The reviewer rises a valid point, that it seems that first-fit decreasing algorithm would work only
for normal forest, as defined by Clutter et al (1983). However, the balanced age-classes is not a
fundamental condition for the idea of normal forest, as it was defined by Hundeshagen (1826) and
enhanced by Heyer (1841) (i.e., a normal forest is a forest having equal perennial annual harvested
volume). In the context of Hundeshagen (1826) and Heyer (1841) the definition of the normal
forest of Clutter et al (1983) is just a particular case, and it is natural to ask whether or not more
general settings (not as restrictive as the balanced age-class distribution) can ensure the even-flow
of the harvested volumes. Clutter et al (1983) have a very good discussion regarding the factuality
of the normal forest (understood as balanced age-classes), which they call it a “mental construct”
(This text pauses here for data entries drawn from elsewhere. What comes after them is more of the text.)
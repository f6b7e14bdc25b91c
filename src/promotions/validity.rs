//! Promotion Validity
//!
//! Date comparisons are whole-day and inclusive at both ends.

use jiff::civil::Date;

use crate::promotions::{Promotion, PromotionError};

impl Promotion {
    /// Whether the promotion can be applied on `today`.
    pub fn is_usable_on(&self, today: Date) -> bool {
        self.is_active && self.start_date <= today && today <= self.end_date
    }

    /// Whether the validity window closed before `today`.
    pub fn has_ended_before(&self, today: Date) -> bool {
        self.end_date < today
    }

    /// Deactivate the promotion if its window has closed. Returns whether it
    /// changed.
    pub fn expire(&mut self, today: Date) -> bool {
        if self.is_active && self.has_ended_before(today) {
            self.is_active = false;

            return true;
        }

        false
    }
}

/// Fail unless the promotion is usable on `today`.
///
/// # Errors
///
/// Returns [`PromotionError::InvalidOrExpired`] if inactive or out of window.
pub fn ensure_usable(promotion: &Promotion, today: Date) -> Result<(), PromotionError> {
    if promotion.is_usable_on(today) {
        Ok(())
    } else {
        Err(PromotionError::InvalidOrExpired {
            code: promotion.code.clone(),
        })
    }
}

/// Deactivate every promotion whose window has closed. Returns how many were
/// changed; running it again on the same day changes nothing.
pub fn deactivate_expired<'a>(
    promotions: impl IntoIterator<Item = &'a mut Promotion>,
    today: Date,
) -> usize {
    promotions
        .into_iter()
        .map(|promotion| promotion.expire(today))
        .filter(|changed| *changed)
        .count()
}

#[cfg(test)]
mod tests {
    use jiff::civil::date;
    use rust_decimal_macros::dec;

    use crate::promotions::{PromotionType, PromotionValue, test_support::promotion};

    use super::*;

    fn window(start: Date, end: Date) -> Promotion {
        let mut promo = promotion(
            "WINDOW",
            PromotionType::Fixed,
            PromotionValue::Amount(dec!(5)),
        );
        promo.start_date = start;
        promo.end_date = end;

        promo
    }

    #[test]
    fn window_is_inclusive_at_both_ends() {
        let promo = window(date(2026, 3, 1), date(2026, 3, 31));

        assert!(promo.is_usable_on(date(2026, 3, 1)));
        assert!(promo.is_usable_on(date(2026, 3, 31)));
        assert!(!promo.is_usable_on(date(2026, 2, 28)));
        assert!(!promo.is_usable_on(date(2026, 4, 1)));
    }

    #[test]
    fn inactive_promotion_is_never_usable() {
        let mut promo = window(date(2026, 3, 1), date(2026, 3, 31));
        promo.is_active = false;

        assert!(matches!(
            ensure_usable(&promo, date(2026, 3, 15)),
            Err(PromotionError::InvalidOrExpired { .. })
        ));
    }

    #[test]
    fn sweep_deactivates_once() {
        let today = date(2026, 10, 18);
        let mut promotions = vec![
            window(date(2026, 10, 1), date(2026, 10, 17)),
            window(date(2026, 10, 1), date(2026, 10, 18)),
        ];

        assert_eq!(deactivate_expired(&mut promotions, today), 1);
        assert_eq!(deactivate_expired(&mut promotions, today), 0);

        let active: Vec<bool> = promotions.iter().map(|p| p.is_active).collect();

        assert_eq!(active, vec![false, true]);
    }
}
rather than an existing forest. From this perspective the perfect bin-packing theorem and its
corollary plays a crucial role by proving the necessary conditions to have a constant annual
harvested volume, namely the normal forest as defined by Hundeshagen (1826) and Heyer (1841).
To address the comments of the reviewer we have enhanced the paragraph describing the pivotal
role played by the perfect bin-packing theorem by adding several sentences (lines 164 -173-present
submission) that we think clarify the relationship between the normal forest and perfect binpacking theorem. Furthermore, we have included a new figure (Figure 3-present submission)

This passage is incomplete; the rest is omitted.